*Exercise material*
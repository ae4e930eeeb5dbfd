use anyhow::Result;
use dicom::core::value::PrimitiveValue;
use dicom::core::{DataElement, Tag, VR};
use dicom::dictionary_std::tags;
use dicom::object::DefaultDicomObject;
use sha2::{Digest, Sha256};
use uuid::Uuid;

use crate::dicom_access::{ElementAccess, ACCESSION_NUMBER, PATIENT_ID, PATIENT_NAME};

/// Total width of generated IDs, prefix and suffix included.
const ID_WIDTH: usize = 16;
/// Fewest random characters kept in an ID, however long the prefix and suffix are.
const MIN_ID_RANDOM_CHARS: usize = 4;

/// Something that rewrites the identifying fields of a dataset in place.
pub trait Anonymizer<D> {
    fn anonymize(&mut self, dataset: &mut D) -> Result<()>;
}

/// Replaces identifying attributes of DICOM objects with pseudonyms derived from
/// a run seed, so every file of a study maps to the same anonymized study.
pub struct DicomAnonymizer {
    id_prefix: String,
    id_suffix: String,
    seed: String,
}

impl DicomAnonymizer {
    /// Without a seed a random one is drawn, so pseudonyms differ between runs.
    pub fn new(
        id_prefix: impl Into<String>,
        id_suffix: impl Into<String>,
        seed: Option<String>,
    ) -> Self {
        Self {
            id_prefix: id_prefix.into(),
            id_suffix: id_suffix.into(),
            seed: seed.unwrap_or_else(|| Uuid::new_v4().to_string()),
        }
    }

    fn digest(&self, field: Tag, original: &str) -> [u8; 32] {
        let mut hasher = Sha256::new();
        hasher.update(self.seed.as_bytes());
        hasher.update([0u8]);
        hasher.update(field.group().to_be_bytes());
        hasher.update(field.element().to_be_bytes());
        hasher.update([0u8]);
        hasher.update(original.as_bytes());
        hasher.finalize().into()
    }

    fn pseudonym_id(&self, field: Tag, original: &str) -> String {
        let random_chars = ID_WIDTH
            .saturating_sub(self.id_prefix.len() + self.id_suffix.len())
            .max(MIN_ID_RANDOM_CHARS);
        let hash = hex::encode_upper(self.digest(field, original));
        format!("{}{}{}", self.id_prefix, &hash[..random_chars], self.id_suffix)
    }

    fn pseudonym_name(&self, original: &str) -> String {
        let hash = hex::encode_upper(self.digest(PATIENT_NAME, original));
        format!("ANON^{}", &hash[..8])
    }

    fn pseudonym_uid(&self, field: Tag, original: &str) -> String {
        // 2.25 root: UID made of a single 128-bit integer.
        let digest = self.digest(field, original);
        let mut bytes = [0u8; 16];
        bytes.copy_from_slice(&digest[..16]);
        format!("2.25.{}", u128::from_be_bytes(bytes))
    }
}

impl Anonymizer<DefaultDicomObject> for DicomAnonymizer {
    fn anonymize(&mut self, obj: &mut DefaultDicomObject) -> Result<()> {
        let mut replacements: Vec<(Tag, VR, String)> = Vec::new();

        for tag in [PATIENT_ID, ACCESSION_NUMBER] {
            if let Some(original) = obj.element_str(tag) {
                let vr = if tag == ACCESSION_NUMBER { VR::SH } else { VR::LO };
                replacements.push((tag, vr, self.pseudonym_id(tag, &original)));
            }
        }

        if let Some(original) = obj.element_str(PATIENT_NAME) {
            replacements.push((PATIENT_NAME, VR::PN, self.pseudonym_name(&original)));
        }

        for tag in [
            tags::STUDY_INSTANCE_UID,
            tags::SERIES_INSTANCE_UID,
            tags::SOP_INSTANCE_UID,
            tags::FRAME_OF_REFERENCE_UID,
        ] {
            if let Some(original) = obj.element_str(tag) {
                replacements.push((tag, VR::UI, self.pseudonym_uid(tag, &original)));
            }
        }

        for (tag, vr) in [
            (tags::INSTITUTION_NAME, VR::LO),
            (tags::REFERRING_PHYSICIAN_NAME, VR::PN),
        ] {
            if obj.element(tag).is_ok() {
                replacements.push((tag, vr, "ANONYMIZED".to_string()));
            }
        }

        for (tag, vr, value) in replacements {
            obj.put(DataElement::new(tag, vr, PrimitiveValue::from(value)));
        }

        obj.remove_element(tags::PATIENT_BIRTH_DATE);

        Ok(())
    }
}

* * *

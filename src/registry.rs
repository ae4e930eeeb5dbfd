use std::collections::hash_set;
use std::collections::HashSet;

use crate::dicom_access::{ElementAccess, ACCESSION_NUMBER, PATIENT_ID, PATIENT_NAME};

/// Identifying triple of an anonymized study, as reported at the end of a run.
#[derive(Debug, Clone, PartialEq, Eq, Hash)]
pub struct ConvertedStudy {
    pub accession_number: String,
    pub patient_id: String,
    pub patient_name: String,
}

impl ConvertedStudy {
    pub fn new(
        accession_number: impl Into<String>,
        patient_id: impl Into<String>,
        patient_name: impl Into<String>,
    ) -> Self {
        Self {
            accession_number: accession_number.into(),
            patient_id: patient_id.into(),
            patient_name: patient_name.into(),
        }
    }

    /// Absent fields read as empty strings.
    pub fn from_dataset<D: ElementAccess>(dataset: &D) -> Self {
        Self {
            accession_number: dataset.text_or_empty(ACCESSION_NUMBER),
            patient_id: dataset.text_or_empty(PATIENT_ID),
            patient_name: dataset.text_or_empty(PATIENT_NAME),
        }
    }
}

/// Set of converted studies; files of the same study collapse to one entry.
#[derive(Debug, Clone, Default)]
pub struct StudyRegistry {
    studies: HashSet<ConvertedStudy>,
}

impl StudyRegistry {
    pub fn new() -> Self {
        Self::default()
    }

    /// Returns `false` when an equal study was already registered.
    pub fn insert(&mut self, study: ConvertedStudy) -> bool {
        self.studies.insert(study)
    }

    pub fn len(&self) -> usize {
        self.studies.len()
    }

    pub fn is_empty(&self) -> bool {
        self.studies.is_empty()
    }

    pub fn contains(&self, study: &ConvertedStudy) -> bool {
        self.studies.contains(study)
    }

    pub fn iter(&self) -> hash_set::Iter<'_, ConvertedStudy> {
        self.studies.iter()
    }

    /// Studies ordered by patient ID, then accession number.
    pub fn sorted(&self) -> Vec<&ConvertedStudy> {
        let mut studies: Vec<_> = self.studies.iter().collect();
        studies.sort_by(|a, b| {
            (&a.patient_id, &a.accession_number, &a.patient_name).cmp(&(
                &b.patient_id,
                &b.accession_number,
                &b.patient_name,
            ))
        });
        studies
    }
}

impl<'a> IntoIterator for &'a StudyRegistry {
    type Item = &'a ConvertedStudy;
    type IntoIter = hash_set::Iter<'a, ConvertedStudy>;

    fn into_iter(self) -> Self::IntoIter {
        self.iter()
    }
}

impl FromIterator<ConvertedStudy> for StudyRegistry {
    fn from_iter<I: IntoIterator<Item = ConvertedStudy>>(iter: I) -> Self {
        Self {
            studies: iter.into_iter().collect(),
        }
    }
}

*Work item*
Each line above from the one with "fn digest(&self, field: Tag, original: &str)" up to and including the one with "hasher.update(original.as_bytes());" must be set down exactly, and no line outside that span may appear.

*Exercise solution*
    fn digest(&self, field: Tag, original: &str) -> [u8; 32] {
        let mut hasher = Sha256::new();
        hasher.update(self.seed.as_bytes());
        hasher.update([0u8]);
        hasher.update(field.group().to_be_bytes());
        hasher.update(field.element().to_be_bytes());
        hasher.update([0u8]);
        hasher.update(original.as_bytes());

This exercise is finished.